Getting charged with driving while impaired (“DWI/DUI”) in North Carolina is a serious enough matter on its own—you face potential temporary license revocation and suspension, and if convicted, an even longer suspension and probation or even jail time. As explained here, DWI sentencing requires the determination of aggravating and mitigating factors which will ultimately determine what sentencing “level” you are. This in turn will dictate what type of sentence you can receive. DWI charges and family law can intersect in a number of different ways. One extreme example is if you have a child under the age of 18 in the vehicle with you at the time of the alleged offense. Not only does having a minor in the car with you count as its own aggravating factor for the criminal side of things, thereby potentially exposing you to a more severe sentence—but doing so can also have disastrous effects on your child custody case.
Like many states, North Carolina uses the “best interests of the child” standard in determining how to award custody, be it temporary at the beginning of a separation or divorce, or more permanent. In analyzing this, the courts can look to factors such as the parents’ respective home lives and surrounding environments and any alcohol or drug abuse by a parent. It’s important to remember that because family law uses a much lower burden of proof than in criminal court, this means if you are just charged with a DWI, a family court judge can consider this as evidence against you in making a custody determination. Courts will generally consider driving arrests related to drug or alcohol use as indicative of reckless behavior and poor judgment.
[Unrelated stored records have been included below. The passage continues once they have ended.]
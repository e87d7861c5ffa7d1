//! Pagination markup
//!
//! [`PaginationView`] renders a list of [`PageItem`]s into Bootstrap-compatible markup, and
//! [`ControlAction::from_click`] reads a clicked control back into an action. Every clickable
//! control is an `a.page-link` carrying `data-action` and, for numbered pages, `data-page`.

use jian_pages::{ClickTarget, warn_log};

use super::window::{Direction, PageItem, page_items};
use crate::component::Component;

/// Selector the controller delegates clicks to
pub const CONTROL_SELECTOR: &str = "a.page-link";

const PREV_LABEL: &str = "Previous";
const NEXT_LABEL: &str = "Next";

/// A snapshot of the bar for one render pass.
#[derive(Debug, Clone, PartialEq, Eq)]
pub struct PaginationView {
	items: Vec<PageItem>,
}

impl PaginationView {
	/// Builds the view for the given page state.
	pub fn new(current_page: usize, total_pages: usize, visible_pages: usize) -> Self {
		Self {
			items: page_items(current_page, total_pages, visible_pages),
		}
	}

	/// Builds a view from precomputed items.
	pub fn from_items(items: Vec<PageItem>) -> Self {
		Self { items }
	}

	/// The controls in display order.
	pub fn items(&self) -> &[PageItem] {
		&self.items
	}

	fn render_item(item: &PageItem) -> String {
		match item {
			PageItem::Nav { direction, enabled } => {
				let label = match direction {
					Direction::Prev => PREV_LABEL,
					Direction::Next => NEXT_LABEL,
				};
				if *enabled {
					format!(
						r#"<li class="page-item"><a href="javascript:void(0)" class="page-link" data-action="{}">{}</a></li>"#,
						direction.as_str(),
						label
					)
				} else {
					format!(
						r#"<li class="page-item disabled"><a href="javascript:void(0)" class="page-link" data-action="{}" data-disabled="true" style="pointer-events: none;">{}</a></li>"#,
						direction.as_str(),
						label
					)
				}
			}
			PageItem::Page { number, current } => format!(
				r#"<li class="page-item{}"><a href="javascript:void(0)" class="page-link" data-action="goto" data-page="{}">{}</a></li>"#,
				if *current { " active" } else { "" },
				number,
				number
			),
			PageItem::Ellipsis => {
				r#"<li class="page-item disabled"><span class="page-link">...</span></li>"#.to_string()
			}
		}
	}
}

impl Component for PaginationView {
	fn name(&self) -> &'static str {
		"Pagination"
	}

	fn render(&self) -> String {
		if self.items.is_empty() {
			return String::new();
		}

		let mut html = format!(r#"<ul class="{}">"#, self.class_attr());
		for item in &self.items {
			html.push_str(&Self::render_item(item));
		}
		html.push_str("</ul>");
		html
	}

	fn classes(&self) -> Vec<&'static str> {
		vec!["pagination"]
	}
}

/// What a click on a pagination control asks for.
#[derive(Debug, Clone, Copy, PartialEq, Eq)]
pub enum ControlAction {
	/// Move one page back
	Prev,
	/// Move one page forward
	Next,
	/// Jump to a page (clamped by the controller)
	GoTo(i64),
}

impl ControlAction {
	/// Reads the action of a clicked control.
	///
	/// Returns `None` for disabled controls, controls without a recognized `data-action`,
	/// and `goto` controls whose `data-page` is not an integer.
	pub fn from_click(target: &ClickTarget) -> Option<Self> {
		if target.is_disabled() {
			return None;
		}
		match target.data("action")? {
			"prev" => Some(Self::Prev),
			"next" => Some(Self::Next),
			"goto" => {
				let raw = target.data("page")?;
				match raw.trim().parse::<i64>() {
					Ok(page) => Some(Self::GoTo(page)),
					Err(_) => {
						warn_log!("[Pagination] Ignoring click on page {:?}", raw);
						None
					}
				}
			}
			_ => None,
		}
	}
}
The family law court will also weigh the full situation surrounding the DWI arrest or conviction—how long ago it was, how high your blood alcohol level was, if you have other indicators of drug or alcohol abuse and if there were minors in the vehicle at the time—whether those minors are the child(ren) involved in your custody case or not. It is incredibly important to have the immediate assistance of an experienced family law attorney as well as a skilled criminal law attorney to tackle these issues alongside each other and protect your rights.